PROVIDED INFORMATION:
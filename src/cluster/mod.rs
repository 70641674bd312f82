//! Cluster identity: data-directory mode, URLs, discovery and initial membership.

pub mod discovery;
pub mod membership;
pub mod mode;
pub mod urls;

pub use discovery::{Discovery, DiscoveryError, HttpDiscovery};
pub use membership::{InitialMembership, MembershipError, MembershipSource};
pub use mode::{DirState, ModeError};
pub use urls::{NodeUrl, PeerUrlMap, UrlError};
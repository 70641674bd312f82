//! Configuration management subsystem.
//!
//! # Data Flow
//! ```text
//! config file (TOML)
//!     → loader.rs (parse & deserialize)
//!     → command-line overrides (main.rs)
//!     → validation.rs (semantic checks)
//!     → NodeConfig (validated, immutable)
//!     → handed to the bootstrap orchestrator
//! ```
//!
//! # Design Decisions
//! - Config is immutable once loaded
//! - All fields have defaults to allow minimal configs
//! - Validation separates syntactic (serde) from semantic checks

pub mod loader;
pub mod schema;
pub mod validation;

pub use loader::ConfigError;
pub use schema::{
    ClusterConfig, ClusterState, CorsConfig, FallbackPolicy, NodeConfig, ObservabilityConfig,
    ProxyMode, ProxySettings, TimeoutConfig, TlsConfig,
};
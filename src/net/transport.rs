//! Outbound HTTP transport.
//!
//! One `reqwest` client per role is shared by everything that talks to other
//! nodes: the member server's peer traffic, membership queries and the proxy's
//! forwarding path.

use std::path::PathBuf;

use thiserror::Error;

use crate::config::{TimeoutConfig, TlsConfig};

#[derive(Debug, Error)]
pub enum TransportError {
    #[error("failed to read CA file {path:?}: {source}")]
    ReadCa {
        path: PathBuf,
        #[source]
        source: std::io::Error,
    },

    #[error("invalid CA certificate {path:?}: {source}")]
    Certificate {
        path: PathBuf,
        #[source]
        source: reqwest::Error,
    },

    #[error("failed to build HTTP client: {0}")]
    Build(#[from] reqwest::Error),
}

/// Build an HTTP client trusting the policy's CA file, if any.
pub fn build_client(tls: &TlsConfig, timeouts: &TimeoutConfig) -> Result<reqwest::Client, TransportError> {
    let mut builder = reqwest::Client::builder()
        .connect_timeout(timeouts.dial())
        .timeout(timeouts.request())
        .pool_idle_timeout(timeouts.peer_request());

    if let Some(path) = &tls.ca_file {
        let pem = std::fs::read(path).map_err(|source| TransportError::ReadCa {
            path: path.clone(),
            source,
        })?;
        let cert = reqwest::Certificate::from_pem(&pem).map_err(|source| TransportError::Certificate {
            path: path.clone(),
            source,
        })?;
        builder = builder.add_root_certificate(cert);
    }

    Ok(builder.build()?)
}

#[cfg(test)]
mod tests {
    use super::*;

    #[test]
    fn plain_client_builds() {
        assert!(build_client(&TlsConfig::default(), &TimeoutConfig::default()).is_ok());
    }

    #[test]
    fn missing_ca_file_is_reported() {
        let tls = TlsConfig {
            ca_file: Some("/nonexistent/ca.pem".into()),
            ..TlsConfig::default()
        };
        let err = build_client(&tls, &TimeoutConfig::default()).unwrap_err();
        assert!(matches!(err, TransportError::ReadCa { .. }));
    }
}
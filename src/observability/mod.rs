//! Observability subsystem.
//!
//! # Data Flow
//! ```text
//! All subsystems produce:
//!     → logging.rs (structured log events)
//!     → metrics.rs (counters, gauges, histograms)
//!
//! Consumers:
//!     → stdout (fmt layer)
//!     → Metrics endpoint (Prometheus scrape, optional)
//! ```
//!
//! # Design Decisions
//! - Request ID flows through every HTTP router
//! - Metrics are cheap (atomic increments)

pub mod logging;
pub mod metrics;

pub use logging::init_logging;
pub use metrics::init_metrics;
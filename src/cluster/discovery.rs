//! Cluster discovery.
//!
//! Two ways of learning the initial cluster without a static list:
//!
//! - a discovery service addressed by a token URL, which members register with
//!   until the expected cluster size is reached
//! - DNS SRV records under a domain (`_clusterd-server._tcp.<domain>` and the
//!   `-ssl` variant for https peers)
//!
//! Both produce a `name=url[,name=url...]` cluster string.

use std::collections::HashSet;
use std::net::SocketAddr;
use std::time::Duration;

use async_trait::async_trait;
use hickory_resolver::TokioAsyncResolver;
use reqwest::StatusCode;
use serde::{Deserialize, Serialize};
use thiserror::Error;

use crate::cluster::urls::NodeUrl;
use crate::resilience::backoff::RetryPolicy;

/// SRV service for https peers.
pub const SRV_SERVICE_TLS: &str = "clusterd-server-ssl";
/// SRV service for plain http peers.
pub const SRV_SERVICE: &str = "clusterd-server";

/// Discovery error types.
#[derive(Debug, Error)]
pub enum DiscoveryError {
    /// The discovery token already has its full set of members.
    #[error("discovery: cluster is full")]
    FullCluster,

    /// This member name was already registered under the token.
    #[error("discovery: found duplicate id")]
    DuplicateId,

    #[error("discovery: token not found at {0}")]
    TokenNotFound(String),

    #[error("discovery: unexpected status {status} from {url}")]
    BadStatus { url: String, status: StatusCode },

    #[error("discovery: request failed: {0}")]
    Http(#[from] reqwest::Error),

    #[error("discovery: cluster did not reach size {size} after {attempts} attempts")]
    TooManyRetries { size: usize, attempts: u32 },

    #[error("discovery: SRV discovery failed: {0}")]
    Dns(String),
}

/// Discovery collaborator used during bootstrap.
#[async_trait]
pub trait Discovery: Send + Sync {
    /// Register `name` under the discovery URL and wait for the cluster to
    /// reach its configured size. Returns the cluster string.
    async fn join_cluster(
        &self,
        durl: &str,
        proxy: Option<&str>,
        name: &str,
        peer_urls: &[NodeUrl],
    ) -> Result<String, DiscoveryError>;

    /// Read the complete cluster registered under the discovery URL.
    async fn get_cluster(&self, durl: &str, proxy: Option<&str>) -> Result<String, DiscoveryError>;

    /// Assemble the initial cluster from DNS SRV records.
    /// Returns the cluster string and the bootstrap token.
    async fn srv_cluster(
        &self,
        name: &str,
        domain: &str,
        token: &str,
        peer_urls: &[NodeUrl],
    ) -> Result<(String, String), DiscoveryError>;
}

/// Document served by the discovery service at the token URL.
#[derive(Debug, Clone, Default, Serialize, Deserialize)]
pub struct ClusterDocument {
    pub size: usize,
    #[serde(default)]
    pub members: Vec<RegisteredMember>,
}

/// One registration under a discovery token.
#[derive(Debug, Clone, Serialize, Deserialize)]
pub struct RegisteredMember {
    pub name: String,
    #[serde(rename = "peerURLs")]
    pub peer_urls: Vec<String>,
}

impl ClusterDocument {
    pub fn is_complete(&self) -> bool {
        self.size > 0 && self.members.len() >= self.size
    }

    /// Cluster string of the first `size` registrations.
    pub fn cluster_string(&self) -> String {
        self.members
            .iter()
            .take(self.size)
            .flat_map(|m| m.peer_urls.iter().map(move |u| format!("{}={}", m.name, u)))
            .collect::<Vec<_>>()
            .join(",")
    }
}

/// Discovery over HTTP and DNS.
#[derive(Debug, Clone)]
pub struct HttpDiscovery {
    timeout: Duration,
    retry: RetryPolicy,
}

impl Default for HttpDiscovery {
    fn default() -> Self {
        Self::new(Duration::from_secs(5), RetryPolicy::default())
    }
}

impl HttpDiscovery {
    pub fn new(timeout: Duration, retry: RetryPolicy) -> Self {
        Self { timeout, retry }
    }

    fn client(&self, proxy: Option<&str>) -> Result<reqwest::Client, DiscoveryError> {
        let mut builder = reqwest::Client::builder().timeout(self.timeout);
        if let Some(proxy) = proxy {
            builder = builder.proxy(reqwest::Proxy::all(proxy)?);
        }
        Ok(builder.build()?)
    }

    async fn fetch(
        &self,
        client: &reqwest::Client,
        durl: &str,
    ) -> Result<ClusterDocument, DiscoveryError> {
        let response = client.get(durl).send().await?;
        match response.status() {
            StatusCode::NOT_FOUND => Err(DiscoveryError::TokenNotFound(durl.to_string())),
            s if s.is_success() => Ok(response.json().await?),
            status => Err(DiscoveryError::BadStatus {
                url: durl.to_string(),
                status,
            }),
        }
    }

    /// Poll until the registered members reach the configured size.
    async fn wait_complete(
        &self,
        client: &reqwest::Client,
        durl: &str,
    ) -> Result<ClusterDocument, DiscoveryError> {
        let mut last_size = 0;
        for attempt in 1..=self.retry.max_attempts {
            let doc = self.fetch(client, durl).await?;
            if doc.is_complete() {
                return Ok(doc);
            }
            last_size = doc.size;
            let delay = self.retry.delay(attempt);
            tracing::info!(
                registered = doc.members.len(),
                size = doc.size,
                retry_in = ?delay,
                "Discovery: waiting for other members"
            );
            tokio::time::sleep(delay).await;
        }
        Err(DiscoveryError::TooManyRetries {
            size: last_size,
            attempts: self.retry.max_attempts,
        })
    }
}

#[async_trait]
impl Discovery for HttpDiscovery {
    async fn join_cluster(
        &self,
        durl: &str,
        proxy: Option<&str>,
        name: &str,
        peer_urls: &[NodeUrl],
    ) -> Result<String, DiscoveryError> {
        let client = self.client(proxy)?;
        let doc = self.fetch(&client, durl).await?;

        if doc.members.iter().any(|m| m.name == name) {
            return Err(DiscoveryError::DuplicateId);
        }
        if doc.is_complete() {
            return Err(DiscoveryError::FullCluster);
        }

        let register_url = format!("{}/members/{}", durl.trim_end_matches('/'), name);
        let registration = RegisteredMember {
            name: name.to_string(),
            peer_urls: peer_urls.iter().map(NodeUrl::to_string).collect(),
        };
        let response = client.put(&register_url).json(&registration).send().await?;
        match response.status() {
            StatusCode::CONFLICT => return Err(DiscoveryError::DuplicateId),
            StatusCode::FORBIDDEN => return Err(DiscoveryError::FullCluster),
            s if s.is_success() => {}
            status => {
                return Err(DiscoveryError::BadStatus {
                    url: register_url,
                    status,
                })
            }
        }
        tracing::info!(name, durl, "Discovery: registered with discovery service");

        let doc = self.wait_complete(&client, durl).await?;
        Ok(doc.cluster_string())
    }

    async fn get_cluster(&self, durl: &str, proxy: Option<&str>) -> Result<String, DiscoveryError> {
        let client = self.client(proxy)?;
        let doc = self.wait_complete(&client, durl).await?;
        Ok(doc.cluster_string())
    }

    async fn srv_cluster(
        &self,
        name: &str,
        domain: &str,
        token: &str,
        peer_urls: &[NodeUrl],
    ) -> Result<(String, String), DiscoveryError> {
        let resolver = TokioAsyncResolver::tokio_from_system_conf()
            .map_err(|e| DiscoveryError::Dns(e.to_string()))?;

        let mut own = HashSet::new();
        for url in peer_urls {
            let resolved = tokio::net::lookup_host(url.host_port())
                .await
                .map_err(|e| DiscoveryError::Dns(format!("resolving {}: {}", url, e)))?;
            own.extend(resolved.take(1));
        }

        let mut records = Vec::new();
        let mut failures = Vec::new();
        for (service, scheme) in [(SRV_SERVICE_TLS, "https"), (SRV_SERVICE, "http")] {
            match lookup_service(&resolver, service, domain).await {
                Ok(addrs) => records.extend(addrs.into_iter().map(|a| (scheme, a))),
                Err(e) => {
                    tracing::debug!(service, domain, error = %e, "SRV lookup failed");
                    failures.push(format!("_{}._tcp.{}: {}", service, domain, e));
                }
            }
        }
        if failures.len() == 2 {
            return Err(DiscoveryError::Dns(failures.join("; ")));
        }

        let parts = assemble_srv_cluster(name, &records, &own);
        for part in &parts {
            tracing::info!(entry = %part, "Discovery: got bootstrap member from DNS");
        }
        Ok((parts.join(","), token.to_string()))
    }
}

async fn lookup_service(
    resolver: &TokioAsyncResolver,
    service: &str,
    domain: &str,
) -> Result<Vec<SocketAddr>, String> {
    let query = format!("_{}._tcp.{}", service, domain);
    let srv = resolver.srv_lookup(query).await.map_err(|e| e.to_string())?;

    let mut addrs = Vec::new();
    for record in srv.iter() {
        let target = record.target().to_utf8();
        match resolver.lookup_ip(target.as_str()).await {
            Ok(ips) => {
                if let Some(ip) = ips.iter().next() {
                    addrs.push(SocketAddr::new(ip, record.port()));
                }
            }
            Err(e) => {
                tracing::warn!(target = %target, error = %e, "Couldn't resolve SRV target");
            }
        }
    }
    Ok(addrs)
}

/// Name SRV targets: the target matching one of our own peer addresses gets
/// our name, the rest get positional names.
pub fn assemble_srv_cluster(
    name: &str,
    records: &[(&str, SocketAddr)],
    own: &HashSet<SocketAddr>,
) -> Vec<String> {
    let mut next_temp = 0usize;
    records
        .iter()
        .map(|(scheme, addr)| {
            let member = if own.contains(addr) {
                name.to_string()
            } else {
                let temp = next_temp.to_string();
                next_temp += 1;
                temp
            };
            format!("{}={}://{}", member, scheme, addr)
        })
        .collect()
}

WORK ORDER: Return a word-for-word copy of the lines above from the one holding "use std::collections::HashSet;" through the one holding "use crate::resilience::backoff::RetryPolicy;", with both of them included and nothing besides.

SOLUTION FOR THIS PROBLEM:
use std::collections::HashSet;
use std::net::SocketAddr;
use std::time::Duration;

use async_trait::async_trait;
use hickory_resolver::TokioAsyncResolver;
use reqwest::StatusCode;
use serde::{Deserialize, Serialize};
use thiserror::Error;

use crate::cluster::urls::NodeUrl;
use crate::resilience::backoff::RetryPolicy;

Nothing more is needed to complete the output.